Integrated Intelligent Control Framework for Plasma in HL-3 Tokamak

10 Sept 2025, 10:45

30m

Auditorium Hall HGX 102 (Guanghua Twin Tower) (Fudan University, Shanghai, China)

Oral (Invited) Data Analysis for Feedback Control Data Analysis for Feedback Control

Speaker

Rongpeng Li (Zhejiang university)

Description

In magnetic confinement fusion, precise control of plasma dynamics and shape is essential for stable operation. We present two complementary developments toward real‑time, intelligent control on the HL‑3 tokamak. First, we build a high‑fidelity, fully data‑driven dynamics model to accelerate reinforcement learning (RL)–based trajectory control. By addressing compounding errors inherent to autoregressive simulation, our model achieves accurate long‑term predictions of plasma current and last closed flux surface. Coupled with the EFITNN surrogate for magnetic equilibrium reconstruction, the RL agent learns within minutes to issue magnetic coil commands at $1$ kHz, sustaining a $400$ ms control horizon with engineering‑level waveform tracking. The agent also demonstrates zero‑shot adaptation to new triangularity targets, confirming the robustness of the learned dynamics.

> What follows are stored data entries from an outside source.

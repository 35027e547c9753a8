use std::path::{Path, PathBuf};

use serde::Deserialize;

use crate::allocation::{Pensum, WeeklyAllocation};
use crate::input::toml_input::About;
use crate::report::ExportOptions;
use crate::session::Settings;

#[derive(Debug, Clone, Default, Deserialize)]
pub struct Config {
    latex_mk_path: Option<PathBuf>,
    font: Option<String>,
}

#[derive(Debug, Clone, Default, Deserialize)]
pub struct Allocation {
    #[serde(default)]
    pensum: Pensum,
    #[serde(default)]
    weekly: WeeklyAllocation,
}

#[derive(Debug, Clone, Deserialize)]
pub struct Global {
    about: About,
    #[serde(default)]
    allocation: Allocation,
    config: Option<Config>,
}

impl Global {
    #[must_use]
    pub fn about(&self) -> &About {
        &self.about
    }

    #[must_use]
    pub fn pensum(&self) -> Pensum {
        self.allocation.pensum
    }

    #[must_use]
    pub fn weekly(&self) -> &WeeklyAllocation {
        &self.allocation.weekly
    }

    #[must_use]
    pub fn latex_mk_path(&self) -> Option<&Path> {
        self.config
            .as_ref()
            .and_then(|config| config.latex_mk_path.as_deref())
    }

    #[must_use]
    pub fn font(&self) -> Option<&str> {
        self.config
            .as_ref()
            .and_then(|config| config.font.as_deref())
    }

    #[must_use]
    pub fn settings(&self) -> Settings {
        Settings::new(self.about.name(), self.pensum(), *self.weekly())
    }

    #[must_use]
    pub fn export_options(&self) -> ExportOptions {
        let mut options = ExportOptions::default();

        if let Some(path) = self.latex_mk_path() {
            options.set_latex_mk_path(path);
        }

        if let Some(font) = self.font() {
            options.set_font(font);
        }

        options
    }
}

#[cfg(test)]
mod tests {
    use super::*;

    use pretty_assertions::assert_eq;
    use rust_decimal_macros::dec;

    use crate::allocation::Hours;
    use crate::report::DEFAULT_FONT;
    use crate::time::WeekDay;

    #[test]
    fn test_parse_full() {
        let global: Global = toml::from_str(concat!(
            "[about]\n",
            "name = \"Jan Kowalski\"\n",
            "\n",
            "[allocation]\n",
            "pensum = 4.2\n",
            "\n",
            "[allocation.weekly]\n",
            "monday = 4.5\n",
            "thursday = 3\n",
            "\n",
            "[config]\n",
            "latex_mk_path = \"/opt/tex/latexmk\"\n",
            "font = \"Noto Sans\"\n",
        ))
        .expect("toml should be valid");

        assert_eq!(global.about().name(), "Jan Kowalski");
        assert_eq!(global.pensum().hours(), Hours::new(dec!(4.2)).unwrap());
        assert_eq!(
            global.weekly().hours(WeekDay::Monday),
            Hours::new(dec!(4.5)).unwrap()
        );
        assert_eq!(
            global.weekly().hours(WeekDay::Thursday),
            Hours::new(dec!(3)).unwrap()
        );
        assert_eq!(global.weekly().hours(WeekDay::Friday), Hours::ZERO);

        let options = global.export_options();
        assert_eq!(options.latex_mk_path(), Some(Path::new("/opt/tex/latexmk")));
        assert_eq!(options.font(), "Noto Sans");

        let settings = global.settings();
        assert_eq!(settings.teacher_name(), "Jan Kowalski");
        assert_eq!(settings.pensum(), global.pensum());
    }

    #[test]
    fn test_parse_defaults() {
        let global: Global =
            toml::from_str("[about]\nname = \"Anna\"\n").expect("toml should be valid");

        assert_eq!(global.pensum(), Pensum::default());
        assert_eq!(global.weekly(), &WeeklyAllocation::default());
        assert_eq!(global.export_options().font(), DEFAULT_FONT);
        assert_eq!(global.export_options().latex_mk_path(), None);
    }

    #[test]
    fn test_invalid_pensum() {
        let result = toml::from_str::<Global>(concat!(
            "[about]\n",
            "name = \"Anna\"\n",
            "[allocation]\n",
            "pensum = 3.7\n",
        ));

        assert!(result.is_err());
    }

    #[test]
    fn test_negative_weekly_hours() {
        let result = toml::from_str::<Global>(concat!(
            "[about]\n",
            "name = \"Anna\"\n",
            "[allocation.weekly]\n",
            "monday = -1\n",
        ));

        assert!(result.is_err());
    }
}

Second, we develop a non‑magnetic, vision based method for real‑time plasma shape detection. We adapt the Swin Transformer into a Poolformer Swin Transformer (PST) that interprets CCD camera images to infer six shape parameters under visual interference, without manual labeling. Through multi‑task learning and knowledge distillation, PST estimates the radial and vertical positions ($R$ and $Z$) with mean average errors below $1.1$ cm and $1.8$ cm, respectively, in under $2$  ms per frame—an $80$ percent speed gain over the smallest standard Swin model. Deployed via TensorRT, PST enables a $500 $ms stable PID feedback loop based on image‑computed horizontal displacement.

Together, these two streams lay the groundwork for a fully closed‑loop, vision‑informed RL control system. Although each module has been tested on its own, the next step is to link real‑time shape feedback with the RL‑trained coil actuator policy to enable continuous, model‑based control with minimal reliance on magnetic probes.